Algérie : l'instance du dialogue de sortie de crise tente de sortir de l’impasse
Contesté par les manifestants dans la rue, boudé par les personnalités invitées à le rejoindre, le panel chargé de mener le dialogue de sortie de crise en Algérie connaît lui-même une crise de légitimité.
L’Instance nationale de dialogue et de médiation, chargée depuis le 25 juillet 2019 par le pouvoir algérien de mener des consultations pour définir les modalités de la prochaine présidentielle, est déjà menacée d’effondrement. Constitué de six personnes – deux proches de l’ancien président Bouteflika, un économiste, une professeure de droit public, un syndicaliste et un universitaire –, le panel de médiation a vu sa légitimité contestée dès le lendemain, lors du 23e vendredi de manifestation.
"Nous refusons le dialogue avec le gang au pouvoir"
Aux côtés de slogans tels "Le peuple veut l’indépendance" ou "Y'en a marre des généraux", une pancarte brandie par un manifestant affirmait : "Nous refusons le dialogue avec le gang au pouvoir."
Pour les jeunes du Hirak, le mouvement de contestation déclenché le 22 février, les six membres du panel "ne nous représentent pas. (...) Ils cherchent des postes." Ils reprochent par exemple à Karim Younes d'affirmer vouloir mener le dialogue avec le peuple alors qu’il était ministre de Bouteflika "quand les manifestations contre le pouvoir ont été réprimées dans le sang en Kabylie".
En l’absence de légitimité et de popularité, le panel s’est adjoint un septième membre : Mohamed Yacine Boukhnifer, issu du Hirak, mais qui, selon l’AFP, est largement inconnu n’ayant pas émergé comme une figure emblématique de la contestation.
Appel à des personnalités pour étoffer la légitimité
Sous le feu des critiques, l’Instance de médiation a appelé 23 personnalités supplémentaires à rejoindre ses rangs dont plusieurs qui accompagnent le Hirak. Quatre des plus susceptibles de légitimer l'instance aux yeux de la contestation – les avocats Mustapha Bouchachi et Mokrane Aït Larbi ainsi que les anciennes combattantes de la Guerre d'indépendance (1954-1962) Djamila Bouhired et Drifa Ben M'hidi – ont décliné l'invitation le 29 juillet.
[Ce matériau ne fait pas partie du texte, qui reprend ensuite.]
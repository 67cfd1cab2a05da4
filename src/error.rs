//! Error types for hyperlane-setup
//!
//! Centralized error handling using thiserror. Every failure in the
//! provisioning pipeline is fatal, so these errors travel straight up to
//! `main`, which logs them and exits with status 1.

use std::path::PathBuf;
use thiserror::Error;

/// All error types that can occur while provisioning the host
#[derive(Debug, Error)]
pub enum SetupError {
    /// Effective user is not root
    #[error("This program must be run as root (effective uid {0})")]
    NotPrivileged(u32),

    /// Log file directory is missing or read-only
    #[error("Log directory is not writable: {0}")]
    LogPathNotWritable(PathBuf),

    /// An external command ran but reported failure
    #[error("{step} failed: {detail}")]
    CommandFailed { step: String, detail: String },

    /// An external command could not be started at all
    #[error("Failed to execute {program}: {source}")]
    Spawn {
        program: String,
        #[source]
        source: std::io::Error,
    },

    /// Installer script download failed
    #[error("Failed to download {url}: {reason}")]
    Download { url: String, reason: String },

    /// Operator ran out of attempts entering the private key
    #[error("No valid private key after {attempts} attempts")]
    InvalidPrivateKey { attempts: u32 },

    /// Operator supplied an empty replacement container name
    #[error("Container name cannot be empty")]
    EmptyContainerName,

    /// Log viewing requested but the validator container does not exist
    #[error("Container '{0}' is not started")]
    ContainerNotStarted(String),

    /// Operator input ended before a required answer was given
    #[error("Input closed while waiting for {0}")]
    InputClosed(String),

    /// Terminal control error
    #[error("Terminal error: {0}")]
    Terminal(String),

    /// IO error
    #[error("IO error: {0}")]
    Io(#[from] std::io::Error),

    /// JSON serialization/deserialization error
    #[error("JSON error: {0}")]
    Json(#[from] serde_json::Error),
}

impl SetupError {
    /// Build a `CommandFailed` for the named step
    pub fn command_failed(step: impl Into<String>, detail: impl Into<String>) -> Self {
        Self::CommandFailed {
            step: step.into(),
            detail: detail.into(),
        }
    }
}

/// Result type alias for provisioning operations
pub type Result<T> = std::result::Result<T, SetupError>;

#[cfg(test)]
mod tests {
    use super::*;

    #[test]
    fn test_not_privileged_error() {
        let err = SetupError::NotPrivileged(1000);
        assert_eq!(err.to_string(), "This program must be run as root (effective uid 1000)");
    }

    #[test]
    fn test_log_path_error() {
        let err = SetupError::LogPathNotWritable(PathBuf::from("/root"));
        assert_eq!(err.to_string(), "Log directory is not writable: /root");
    }

    #[test]
    fn test_command_failed_error() {
        let err = SetupError::command_failed("Docker installation", "exit code 100");
        assert_eq!(err.to_string(), "Docker installation failed: exit code 100");
    }

    #[test]
    fn test_container_not_started_error() {
        let err = SetupError::ContainerNotStarted("hyperlane".to_string());
        assert_eq!(err.to_string(), "Container 'hyperlane' is not started");
    }

    #[test]
    fn test_invalid_private_key_error() {
        let err = SetupError::InvalidPrivateKey { attempts: 5 };
        assert_eq!(err.to_string(), "No valid private key after 5 attempts");
    }

    #[test]
    fn test_io_error_conversion() {
        let io_err = std::io::Error::new(std::io::ErrorKind::PermissionDenied, "denied");
        let err: SetupError = io_err.into();
        assert!(matches!(err, SetupError::Io(_)));
        assert!(err.to_string().contains("denied"));
    }

    #[test]
    fn test_json_error_conversion() {
        let json_err = serde_json::from_str::<serde_json::Value>("invalid").unwrap_err();
        let err: SetupError = json_err.into();
        assert!(matches!(err, SetupError::Json(_)));
    }
}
Pour Drifa Ben M’hidi, le dialogue doit être mené par les jeunes du Hirak. Maître Bouchachi estime que les garanties que le pouvoir respecte les décisions de l’Instance sont absentes. Quant à maître Aït Larbi, il a fait savoir qu’il ne participerait à aucun dialogue rejeté par la contestation et dont "les règles sont dictées par le pouvoir". Djamila Bouhireb, citée par le journaliste Aït Larbi sur son compte Facebook, refuse pour sa part de participer à une quelconque instance comprenant des cadres de vingt ans de présidence Bouteflika.
L’ancien chef de la Diplomatie algérienne Ahmed Taleb Ibrahimi, pressenti lui aussi, a posé plusieurs conditions à une éventuelle participation.
Personnalité respectée, l'ex-Premier ministre Mouloud Hamrouche (1989-1991), artisan de nombreuses réformes démocratiques et sollicité à plusieurs reprises pour aider à la sortie de crise, a lui aussi écarté, dans un communiqué à l'agence de presse officielle APS, toute participation à une quelconque instance. Il invite même le pouvoir à répondre au Hirak "pour éviter le chaos".
Enfin, patron d'un syndicat de personnel de la Santé publique, Lyes Merabet a également fait part de son refus au site d'information TSA Arabi, estimant les conditions du dialogue "pas réunies".
Un échec "très probable"
"Sans avoir à se réjouir, ça a tout l’air d’un flop", estime désormais le politologue Mohamed Hennad, interrogé par le site TSA. Considérant que l'opération a été montée dans l’improvisation et l’impréparation, il n’exclut pas un échec du panel. Selon lui, le pouvoir ne voit dans ce dialogue que le préparation d’une élection présidentielle "incontestée et incontestable". Alors que pour le panel, l’élection ne saurait être que le couronnement de leur mission. Le politologue y voit un malentendu entre le pouvoir et le panel. "Je pense que tôt ou tard, il y aura une confrontation puis divorce", a-t-il prédit.